Profiling fails on more than one gpu device

mahmood.nt · November 9, 2023, 12:11pm

Hi,
We are trying to profile a PyTorch application on multiple devices, but there is a problem with multi-gpu run.
The command is:

$ncu_path -c 200 --metrics launch__grid_size 
--cache-control none --target-processes all 
-f -o run2 python3 main.py

Then the output is:

Starting Training Loop...
==PROF== Profiling "vectorized_elementwise_kernel" - 25 (26/200): 0%....50%....100% - 1 pass
==PROF== Profiling "CatArrayBatchedCopy_aligned16..." - 26 (27/200): 0%....50%....100% - 1 pass
==PROF== Profiling "ncclKernel_Broadcast_RING_LL_..." - 27 (28/200): 0%....50%
==WARNING== Launching the workload is taking more time than expected. If this continues to hang, 
terminate the profile and re-try by profiling the range of all related launches 
using '--replay-mode range'. 
See https://docs.nvidia.com/nsight-compute/ProfilingGuide/index.html#replay for more details.

We see this error on a HGX machine (16 gpu system with V100) and a machine with two 4090 devices. If we limit the program to run on one device, it is fine.

Using the --replay-mode doesn’t help either. In this case, nothing is profiled!
The command is:

$ncu_path -c 200 --metrics launch__grid_size 
--replay-mode range --cache-control none --target-processes all 
-f -o run2 python3 main.py

The output is:

Starting Training Loop...
==PROF== Target process 27 terminated before first instrumented API call.
[0/1][0/99]	Loss_D: 1.8108	Loss_G: 2.3480	D(x): 0.3327	D(G(z)): 0.3594 / 0.1407
[0/1][1/99]	Loss_D: 3.7184	Loss_G: 2.7405	D(x): 0.9820	D(G(z)): 0.9565 / 0.1020
MORE PROGRAM OUTPUT
...
==PROF== Target process 65 terminated before first instrumented API call.
==PROF== Disconnected from process 21
==WARNING== No ranges were profiled.

It is a bit weird, because the metric launch__grid_size is a basic one and I am pretty sure this doesn’t need any replay. I remember that some metrics, e.g. cache metrics, need replays because of their operation.

The ncu version is Version 2023.2.2.0 (build 33188574) (public-release).

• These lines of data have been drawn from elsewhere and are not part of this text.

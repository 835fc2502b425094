#![allow(clippy::clone_on_copy, clippy::float_cmp)]

use super::*;

const EPSILON: f64 = 1e-9;

fn approx_eq(a: f64, b: f64) -> bool {
    (a - b).abs() < EPSILON
}

fn wp(x: f64, y: f64) -> WorldPoint {
    WorldPoint::new(x, y)
}

// =============================================================
// WorldRect
// =============================================================

#[test]
fn rect_from_corners_normalizes() {
    let r = WorldRect::from_corners(wp(10.0, 20.0), wp(4.0, 2.0));
    assert_eq!(r.x, 4.0);
    assert_eq!(r.y, 2.0);
    assert_eq!(r.w, 6.0);
    assert_eq!(r.h, 18.0);
}

#[test]
fn rect_from_equal_corners_is_empty() {
    let r = WorldRect::from_corners(wp(5.0, 5.0), wp(5.0, 5.0));
    assert_eq!(r.w, 0.0);
    assert_eq!(r.h, 0.0);
}

#[test]
fn rect_center() {
    let r = WorldRect::new(0.0, 0.0, 10.0, 4.0);
    assert_eq!(r.center(), wp(5.0, 2.0));
}

#[test]
fn rect_contains_interior_and_edges() {
    let r = WorldRect::new(0.0, 0.0, 10.0, 10.0);
    assert!(r.contains(wp(5.0, 5.0)));
    assert!(r.contains(wp(0.0, 0.0)));
    assert!(r.contains(wp(10.0, 10.0)));
    assert!(!r.contains(wp(10.1, 5.0)));
    assert!(!r.contains(wp(5.0, -0.1)));
}

#[test]
fn rect_expand_grows_all_sides() {
    let r = WorldRect::new(10.0, 10.0, 20.0, 20.0).expand(5.0);
    assert_eq!(r.x, 5.0);
    assert_eq!(r.y, 5.0);
    assert_eq!(r.w, 30.0);
    assert_eq!(r.h, 30.0);
}

#[test]
fn rect_union_covers_both() {
    let a = WorldRect::new(0.0, 0.0, 10.0, 10.0);
    let b = WorldRect::new(20.0, -5.0, 5.0, 10.0);
    let u = a.union(b);
    assert_eq!(u.x, 0.0);
    assert_eq!(u.y, -5.0);
    assert_eq!(u.w, 25.0);
    assert_eq!(u.h, 15.0);
}

#[test]
fn rect_intersects_overlapping() {
    let a = WorldRect::new(0.0, 0.0, 10.0, 10.0);
    let b = WorldRect::new(5.0, 5.0, 10.0, 10.0);
    assert!(a.intersects(b));
    assert!(b.intersects(a));
}

#[test]
fn rect_intersects_touching_edge() {
    let a = WorldRect::new(0.0, 0.0, 10.0, 10.0);
    let b = WorldRect::new(10.0, 0.0, 10.0, 10.0);
    assert!(a.intersects(b));
}

#[test]
fn rect_intersects_disjoint_is_false() {
    let a = WorldRect::new(0.0, 0.0, 10.0, 10.0);
    let b = WorldRect::new(11.0, 11.0, 2.0, 2.0);
    assert!(!a.intersects(b));
}

// =============================================================
// Distances
// =============================================================

#[test]
fn dist_sq_basic() {
    assert!(approx_eq(dist_sq(wp(0.0, 0.0), wp(3.0, 4.0)), 25.0));
}

#[test]
fn dist_sq_to_segment_projects_onto_interior() {
    // Point above the middle of a horizontal segment.
    let d = dist_sq_to_segment(wp(5.0, 3.0), wp(0.0, 0.0), wp(10.0, 0.0));
    assert!(approx_eq(d, 9.0));
}

#[test]
fn dist_sq_to_segment_clamps_before_start() {
    let d = dist_sq_to_segment(wp(-4.0, 3.0), wp(0.0, 0.0), wp(10.0, 0.0));
    assert!(approx_eq(d, 25.0));
}

#[test]
fn dist_sq_to_segment_clamps_past_end() {
    let d = dist_sq_to_segment(wp(13.0, 4.0), wp(0.0, 0.0), wp(10.0, 0.0));
    assert!(approx_eq(d, 25.0));
}

#[test]
fn dist_sq_to_degenerate_segment_is_point_distance() {
    let d = dist_sq_to_segment(wp(3.0, 4.0), wp(0.0, 0.0), wp(0.0, 0.0));
    assert!(approx_eq(d, 25.0));
}

#[test]
fn dist_sq_to_segment_zero_on_segment() {
    let d = dist_sq_to_segment(wp(5.0, 0.0), wp(0.0, 0.0), wp(10.0, 0.0));
    assert!(approx_eq(d, 0.0));
}

// =============================================================
// polyline_hit
// =============================================================

#[test]
fn polyline_hit_empty_never_hits() {
    assert!(!polyline_hit(&[], wp(0.0, 0.0), 100.0));
}

#[test]
fn polyline_hit_single_point() {
    assert!(polyline_hit(&[wp(10.0, 10.0)], wp(12.0, 10.0), 3.0));
    assert!(!polyline_hit(&[wp(10.0, 10.0)], wp(20.0, 10.0), 3.0));
}

#[test]
fn polyline_hit_near_middle_segment() {
    let pts = [wp(0.0, 0.0), wp(10.0, 0.0), wp(10.0, 10.0)];
    assert!(polyline_hit(&pts, wp(10.5, 5.0), 1.0));
}

#[test]
fn polyline_hit_outside_tolerance_misses() {
    let pts = [wp(0.0, 0.0), wp(10.0, 0.0)];
    assert!(!polyline_hit(&pts, wp(5.0, 2.0), 1.0));
}

// =============================================================
// smooth_polyline
// =============================================================

#[test]
fn smooth_empty_and_single_are_empty() {
    assert!(smooth_polyline(&[]).is_empty());
    assert!(smooth_polyline(&[wp(1.0, 1.0)]).is_empty());
}

#[test]
fn smooth_two_points_is_a_line() {
    let cmds = smooth_polyline(&[wp(0.0, 0.0), wp(5.0, 5.0)]);
    assert_eq!(cmds, vec![PathCmd::MoveTo(wp(0.0, 0.0)), PathCmd::LineTo(wp(5.0, 5.0))]);
}

#[test]
fn smooth_starts_at_first_point() {
    let cmds = smooth_polyline(&[wp(1.0, 2.0), wp(3.0, 4.0), wp(5.0, 6.0)]);
    assert_eq!(cmds[0], PathCmd::MoveTo(wp(1.0, 2.0)));
}

#[test]
fn smooth_ends_with_line_to_last_point() {
    let pts = [wp(0.0, 0.0), wp(10.0, 0.0), wp(20.0, 10.0), wp(30.0, 10.0)];
    let cmds = smooth_polyline(&pts);
    assert_eq!(*cmds.last().unwrap(), PathCmd::LineTo(wp(30.0, 10.0)));
}

#[test]
fn smooth_interior_points_become_controls() {
    let pts = [wp(0.0, 0.0), wp(10.0, 0.0), wp(20.0, 10.0)];
    let cmds = smooth_polyline(&pts);
    // MoveTo, one quad through the interior point, final LineTo.
    assert_eq!(cmds.len(), 3);
    match cmds[1] {
        PathCmd::QuadTo { ctrl, to } => {
            assert_eq!(ctrl, wp(10.0, 0.0));
            assert_eq!(to, midpoint(wp(10.0, 0.0), wp(20.0, 10.0)));
        }
        _ => panic!("expected QuadTo, got {:?}", cmds[1]),
    }
}

#[test]
fn smooth_command_count_scales_with_points() {
    let pts: Vec<WorldPoint> = (0..20).map(|i| wp(f64::from(i), 0.0)).collect();
    // MoveTo + one quad per interior point + LineTo.
    assert_eq!(smooth_polyline(&pts).len(), 20);
}

// =============================================================
// route_points
// =============================================================

#[test]
fn route_straight_passes_through_waypoints() {
    let pts = route_points(
        ConnectionStyle::Straight,
        wp(0.0, 0.0),
        &[wp(5.0, 5.0)],
        wp(10.0, 0.0),
    );
    assert_eq!(pts, vec![wp(0.0, 0.0), wp(5.0, 5.0), wp(10.0, 0.0)]);
}

#[test]
fn route_orthogonal_segments_are_axis_aligned() {
    let pts = route_points(ConnectionStyle::Orthogonal, wp(0.0, 0.0), &[], wp(10.0, 8.0));
    for seg in pts.windows(2) {
        let horizontal = approx_eq(seg[0].y, seg[1].y);
        let vertical = approx_eq(seg[0].x, seg[1].x);
        assert!(horizontal || vertical, "diagonal segment {seg:?}");
    }
}

#[test]
fn route_orthogonal_elbow_at_mid_x() {
    let pts = route_points(ConnectionStyle::Orthogonal, wp(0.0, 0.0), &[], wp(10.0, 8.0));
    assert_eq!(pts, vec![wp(0.0, 0.0), wp(5.0, 0.0), wp(5.0, 8.0), wp(10.0, 8.0)]);
}

#[test]
fn route_orthogonal_visits_every_waypoint() {
    let way = wp(20.0, 30.0);
    let pts = route_points(ConnectionStyle::Orthogonal, wp(0.0, 0.0), &[way], wp(40.0, 0.0));
    assert!(pts.contains(&way));
}

#[test]
fn route_curved_starts_and_ends_at_endpoints() {
    let pts = route_points(
        ConnectionStyle::Curved,
        wp(0.0, 0.0),
        &[wp(10.0, 20.0)],
        wp(30.0, 0.0),
    );
    assert_eq!(pts[0], wp(0.0, 0.0));
    let last = *pts.last().unwrap();
    assert!(approx_eq(last.x, 30.0));
    assert!(approx_eq(last.y, 0.0));
}

#[test]
fn route_curved_passes_through_waypoints() {
    let way = wp(10.0, 20.0);
    let pts = route_points(ConnectionStyle::Curved, wp(0.0, 0.0), &[way], wp(30.0, 0.0));
    let on_curve = pts.iter().any(|p| approx_eq(p.x, way.x) && approx_eq(p.y, way.y));
    assert!(on_curve);
}

#[test]
fn route_curved_sample_count() {
    let pts = route_points(ConnectionStyle::Curved, wp(0.0, 0.0), &[wp(5.0, 5.0)], wp(10.0, 0.0));
    // Two spans, CATMULL_SAMPLES points each, plus the starting point.
    assert_eq!(pts.len(), 2 * crate::consts::CATMULL_SAMPLES + 1);
}

// =============================================================
// sample_catmull_rom
// =============================================================

#[test]
fn catmull_fewer_than_two_stops_is_identity() {
    assert!(sample_catmull_rom(&[]).is_empty());
    assert_eq!(sample_catmull_rom(&[wp(1.0, 1.0)]), vec![wp(1.0, 1.0)]);
}

#[test]
fn catmull_two_collinear_stops_stay_on_the_line() {
    let pts = sample_catmull_rom(&[wp(0.0, 0.0), wp(10.0, 0.0)]);
    for p in pts {
        assert!(approx_eq(p.y, 0.0));
    }
}

#[test]
fn catmull_hits_every_stop() {
    let stops = [wp(0.0, 0.0), wp(10.0, 10.0), wp(20.0, -10.0), wp(30.0, 0.0)];
    let pts = sample_catmull_rom(&stops);
    for stop in &stops {
        let found = pts.iter().any(|p| approx_eq(p.x, stop.x) && approx_eq(p.y, stop.y));
        assert!(found, "curve misses stop {stop:?}");
    }
}

// =============================================================
// best_insertion_index
// =============================================================

#[test]
fn insertion_index_with_no_waypoints_is_zero() {
    let idx = best_insertion_index(wp(0.0, 0.0), &[], wp(10.0, 0.0), wp(5.0, 2.0));
    assert_eq!(idx, 0);
}

#[test]
fn insertion_index_picks_nearest_span() {
    let way = [wp(10.0, 0.0)];
    // Near the second span (between the waypoint and the end).
    let idx = best_insertion_index(wp(0.0, 0.0), &way, wp(20.0, 0.0), wp(15.0, 1.0));
    assert_eq!(idx, 1);
    // Near the first span.
    let idx = best_insertion_index(wp(0.0, 0.0), &way, wp(20.0, 0.0), wp(5.0, 1.0));
    assert_eq!(idx, 0);
}

// =============================================================
// bbox_of
// =============================================================

#[test]
fn bbox_of_empty_is_none() {
    assert!(bbox_of(&[]).is_none());
}

#[test]
fn bbox_of_single_point_is_degenerate() {
    let r = bbox_of(&[wp(3.0, 4.0)]).unwrap();
    assert_eq!(r, WorldRect::new(3.0, 4.0, 0.0, 0.0));
}

#[test]
fn bbox_of_points() {
    let r = bbox_of(&[wp(1.0, 5.0), wp(-2.0, 0.0), wp(4.0, 3.0)]).unwrap();
    assert_eq!(r, WorldRect::new(-2.0, 0.0, 6.0, 5.0));
}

Any idea about that? How can we debug further?

felix_dt · November 9, 2023, 12:29pm

The hang is likely caused by two kernels being serialized which normally need to run concurrently. Using a range-based replay mode is the right approach. However, both of these (range and app-range) require to explicitly define ranges in the application. Once you do that, you should see ranges being profiled by the tool. If possible, using app-range is preferred, as it doesn’t have limitations on the supported APIs and doesn’t require memory save/restore. You can refer to the documentation on the two modes.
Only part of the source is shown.